BURUNDI République du Burundi

De nouvelles atteintes aux droits humains ont terni les espoirs suscités par les élections de 2005, qui laissaient entrevoir la fin de douze années de guerre civile. Les forces gouvernementales se sont rendues coupables notamment d’arrestations et de détentions arbitraires, d’actes de torture, de mauvais traitements et d’exécutions extrajudiciaires et, jusqu’à l’adoption en septembre d’un accord de cessez-le-feu, le dernier groupe armé encore engagé dans des hostilités contre le gouvernement a continué entre autres de tuer des civils soupçonnés de collaborer avec les forces gouvernementales. Le parti dirigeant a encore accru son ingérence dans les pouvoirs exécutif et judiciaire et a cherché à faire taire les critiques formulées par les médias, les opposants politiques et les défenseurs des droits humains.







Contexte
Le parti au pouvoir, le Conseil national pour la défense de la démocratie – Forces pour la défense de la démocratie (CNDD-FDD), a fait l’objet de très nombreuses accusations de corruption. Il a entravé l’indépendance de la magistrature et a usé de mesures de harcèlement et d’intimidation à l’égard des médias indépendants, des opposants politiques et des défenseurs des droits humains.
Au mois d’août, sept anciens hauts responsables et dirigeants de l’opposition politique ont été arrêtés en raison d’une tentative de coup d’État présumée. Parmi eux figuraient l’ancien vice-président Alphonse-Marie Kadege et l’ancien chef de l’État Domitien Ndayizeye, qui a été inculpé de « menaces à la sûreté de l’État ». Toutefois, nombreux étaient ceux qui se demandaient si cette tentative de putsch avait réellement eu lieu.
Le 6 septembre, la deuxième vice-présidente, Alice Nzomukunda, a démissionné en invoquant les manœuvres de corruption et d’ingérence politique déployées par le président du parti au pouvoir.
Dans les provinces de Bujumbura-rural, de Bubanza et de Cibitoke, le conflit armé s’est poursuivi tout au long du premier semestre entre le Parti pour la libération du peuple hutu – Forces nationales de libération (PALIPEHUTU-FNL), généralement désigné sous le nom de FNL (Forces nationales de libération), et les forces armées gouvernementales (Forces de défense nationale, FDN). Le 7 septembre, le gouvernement et les FNL ont signé un accord de cessez-le-feu. À la fin de l’année cependant, plusieurs questions épineuses n’avaient toujours pas été résolues, notamment celle concernant l’intégration des éléments des FNL au sein des FDN.

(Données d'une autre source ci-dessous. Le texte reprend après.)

//! Stateless UI rendering.

use crate::app::{App, Screen};
use crate::names::{NameField, NameForm};
use crate::theme::Palette;
use ratatui::{
    Frame,
    layout::{Alignment, Constraint, Direction, Layout, Rect},
    style::{Color, Modifier, Style},
    text::{Line, Span},
    widgets::{Block, Borders, Clear, Paragraph},
};
use tictactoe_engine::{GameEngine, Player, Position, Square};

const HELP: &str = "←↑↓→ move · Enter/1-9 place · r new game · R reset scores · c mode · t theme · n names · q quit";

/// Draws the whole screen.
pub fn draw(frame: &mut Frame, app: &App) {
    let palette = app.theme().palette();
    let area = frame.area();

    frame.render_widget(
        Block::default().style(Style::default().bg(palette.background).fg(palette.text)),
        area,
    );

    match app.screen() {
        Screen::NameEntry(form) => draw_name_form(frame, area, form, &palette),
        Screen::Playing => draw_game(frame, area, app, &palette),
    }
}

fn draw_game(frame: &mut Frame, area: Rect, app: &App, palette: &Palette) {
    let chunks = Layout::default()
        .direction(Direction::Vertical)
        .constraints([
            Constraint::Length(2), // Title + names
            Constraint::Length(1), // Scores
            Constraint::Min(11),   // Board
            Constraint::Length(1), // Celebration
            Constraint::Length(3), // Status
            Constraint::Length(1), // Help
        ])
        .split(area);

    let engine = app.engine();

    let header = vec![
        Line::from(Span::styled(
            "Tic Tac Toe",
            Style::default().fg(palette.accent).add_modifier(Modifier::BOLD),
        )),
        Line::from(format!("{}  ·  {}", app.names().headline(), engine.mode())),
    ];
    frame.render_widget(Paragraph::new(header).alignment(Alignment::Center), chunks[0]);

    let scores = Line::from(vec![
        Span::styled(format!("❌ {}", engine.scores().x()), Style::default().fg(palette.x)),
        Span::raw("   "),
        Span::styled(format!("⭕ {}", engine.scores().o()), Style::default().fg(palette.o)),
    ]);
    frame.render_widget(Paragraph::new(scores).alignment(Alignment::Center), chunks[1]);

    draw_board(frame, chunks[2], engine, app.cursor(), palette);

    if let Some(celebration) = app.celebration() {
        frame.render_widget(
            Paragraph::new(celebration.line(chunks[3].width)).alignment(Alignment::Center),
            chunks[3],
        );
    }

    let status = Paragraph::new(app.status_message())
        .style(Style::default().fg(palette.accent))
        .alignment(Alignment::Center)
        .block(Block::default().borders(Borders::ALL));
    frame.render_widget(status, chunks[4]);

    frame.render_widget(
        Paragraph::new(HELP)
            .style(Style::default().fg(palette.muted))
            .alignment(Alignment::Center),
        chunks[5],
    );

    if let Some(message) = app.popup() {
        draw_popup(frame, area, message, palette);
    }
}

fn draw_board(frame: &mut Frame, area: Rect, engine: &GameEngine, cursor: Position, palette: &Palette) {
    let board_area = center_rect(area, 40, 11);

    let rows = Layout::default()
        .direction(Direction::Vertical)
        .constraints([
            Constraint::Length(3),
            Constraint::Length(1),
            Constraint::Length(3),
            Constraint::Length(1),
            Constraint::Length(3),
        ])
        .split(board_area);

    for (row, cells) in Position::ALL.chunks(3).enumerate() {
        draw_row(frame, rows[row * 2], engine, cursor, cells, palette);
        if row < 2 {
            frame.render_widget(
                Paragraph::new("─".repeat(usize::from(board_area.width)))
                    .style(Style::default().fg(palette.muted)),
                rows[row * 2 + 1],
            );
        }
    }
}

fn draw_row(
    frame: &mut Frame,
    area: Rect,
    engine: &GameEngine,
    cursor: Position,
    positions: &[Position],
    palette: &Palette,
) {
    let cols = Layout::default()
        .direction(Direction::Horizontal)
        .constraints([
            Constraint::Length(12),
            Constraint::Length(2),
            Constraint::Length(12),
            Constraint::Length(2),
            Constraint::Length(12),
        ])
        .split(area);

    for (i, &pos) in positions.iter().enumerate() {
        draw_cell(frame, cols[i * 2], engine, cursor, pos, palette);
        if i < 2 {
            let sep = Paragraph::new(vec![Line::from("│"); 3]).style(Style::default().fg(palette.muted));
            frame.render_widget(sep, cols[i * 2 + 1]);
        }
    }
}

fn draw_cell(frame: &mut Frame, area: Rect, engine: &GameEngine, cursor: Position, pos: Position, palette: &Palette) {
    let (symbol, mut style) = match engine.board().get(pos) {
        Square::Empty => ((pos.to_index() + 1).to_string(), Style::default().fg(palette.muted)),
        Square::Occupied(Player::X) => ("X".to_string(), Style::default().fg(palette.x).add_modifier(Modifier::BOLD)),
        Square::Occupied(Player::O) => ("O".to_string(), Style::default().fg(palette.o).add_modifier(Modifier::BOLD)),
    };

    if engine.winning_line().is_some_and(|line| line.contains(&pos)) {
        style = style.bg(palette.winner);
    } else if pos == cursor {
        style = style.bg(palette.cursor);
    }

    let lines = vec![Line::from(""), Line::from(symbol), Line::from("")];
    frame.render_widget(Paragraph::new(lines).style(style).alignment(Alignment::Center), area);
}

fn draw_popup(frame: &mut Frame, area: Rect, message: &str, palette: &Palette) {
    let popup = center_rect(area, 36, 5);
    frame.render_widget(Clear, popup);

    let text = vec![
        Line::from(Span::styled(message.to_string(), Style::default().add_modifier(Modifier::BOLD))),
        Line::from(Span::styled("Enter or r to play again", Style::default().fg(palette.muted))),
    ];
    let widget = Paragraph::new(text).alignment(Alignment::Center).block(
        Block::default()
            .title("Game over")
            .borders(Borders::ALL)
            .style(Style::default().bg(palette.background).fg(palette.accent)),
    );
    frame.render_widget(widget, popup);
}

fn draw_name_form(frame: &mut Frame, area: Rect, form: &NameForm, palette: &Palette) {
    let dialog = center_rect(area, 44, 9);
    let block = Block::default()
        .title("Enter player names")
        .borders(Borders::ALL)
        .style(Style::default().fg(palette.accent));
    let inner = block.inner(dialog);
    frame.render_widget(block, dialog);

    let field_line = |field: NameField, label: &str, color: Color| {
        let focused = form.focus() == field;
        let marker = if focused { "▶ " } else { "  " };
        let value = form.value(field);
        let shown = if value.is_empty() {
            Span::styled(format!("Player {}", label), Style::default().fg(palette.muted))
        } else {
            Span::styled(value.to_string(), Style::default().fg(palette.text))
        };
        Line::from(vec![
            Span::raw(marker),
            Span::styled(format!("{}: ", label), Style::default().fg(color).add_modifier(Modifier::BOLD)),
            shown,
            Span::raw(if focused { "_" } else { "" }),
        ])
    };

    let lines = vec![
        Line::from(""),
        field_line(NameField::X, "X", palette.x),
        Line::from(""),
        field_line(NameField::O, "O", palette.o),
        Line::from(""),
        Line::from(Span::styled(
            "Tab switch · Enter start · Esc skip",
            Style::default().fg(palette.muted),
        )),
    ];
    frame.render_widget(Paragraph::new(lines), inner);
}

fn center_rect(area: Rect, width: u16, height: u16) -> Rect {
    let width = width.min(area.width);
    let height = height.min(area.height);
    Rect {
        x: area.x + (area.width - width) / 2,
        y: area.y + (area.height - height) / 2,
        width,
        height,
    }
}

#[cfg(test)]
mod tests {
    use super::*;
    use crate::cli::Cli;
    use crate::config::AppConfig;
    use crossterm::event::{KeyCode, KeyEvent, KeyModifiers};
    use ratatui::{Terminal, backend::TestBackend};

    fn render(app: &App) -> String {
        let mut terminal = Terminal::new(TestBackend::new(100, 30)).expect("terminal");
        terminal.draw(|f| draw(f, app)).expect("draw");
        terminal
            .backend()
            .buffer()
            .content()
            .iter()
            .map(|cell| cell.symbol())
            .collect()
    }

    fn app(skip_names: bool) -> App {
        let cli = Cli {
            seed: Some(1),
            skip_names,
            player_x: Some("Ada".to_string()),
            ..Cli::default()
        };
        App::new(&AppConfig::resolve(&cli).expect("config"))
    }

    #[test]
    fn test_renders_name_form() {
        let screen = render(&app(false));
        assert!(screen.contains("Enter player names"));
        assert!(screen.contains("Ada"));
    }

    #[test]
    fn test_renders_board_and_scores() {
        let screen = render(&app(true));
        assert!(screen.contains("Ada vs Player O"));
        assert!(screen.contains("Two players"));
        assert!(screen.contains("Ada to move (X)"));
    }

    #[test]
    fn test_renders_popup_after_win() {
        let mut app = app(true);
        for c in ['1', '4', '2', '5', '3'] {
            app.handle_key(KeyEvent::new(KeyCode::Char(c), KeyModifiers::NONE));
        }
        let screen = render(&app);
        assert!(screen.contains("Game over"));
        assert!(screen.contains("Enter or r to play again"));
    }

    #[test]
    fn test_center_rect_clamps_to_area() {
        let area = Rect::new(0, 0, 10, 4);
        assert_eq!(center_rect(area, 40, 11), area);
    }

    #[test]
    fn test_tiny_terminal_does_not_panic() {
        let mut terminal = Terminal::new(TestBackend::new(20, 8)).expect("terminal");
        let app = app(true);
        terminal.draw(|f| draw(f, &app)).expect("draw");
    }
}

Arrestations et détentions arbitraires
Les services de renseignements généraux (la Documentation nationale), la police et l’armée se sont rendus coupables de nombreuses arrestations et détentions arbitraires et illégales. Les autorités ont justifié ces mesures en mettant en avant la sécurité nationale et en accusant les personnes interpellées d’être proches des FNL. Il est néanmoins apparu que de nombreuses arrestations et incarcérations avaient été illégales.
En avril, plus d’un millier de personnes habitant la province de Bujumbura-mairie et les provinces avoisinantes se trouvaient incarcérées depuis plusieurs mois sans avoir été déférées à la justice. Seules 34 d’entre elles avaient fait l’objet de poursuites engagées par le ministère public.
Des cas d’arrestations arbitraires et illégales par les autorités locales ont également été signalés dans d’autres provinces, dont celle de Ngozi.
Selon certaines informations, le 20 avril, un professeur du lycée Don Bosco, à Ngozi, a été frappé et menotté par des policiers, avant d’être incarcéré dans le cachot communal de Kiremba. Il a été maintenu illégalement en détention durant quelques jours, sans être présenté à un juge. Il était accusé d’avoir volé du bois dans une forêt appartenant à l’administration locale.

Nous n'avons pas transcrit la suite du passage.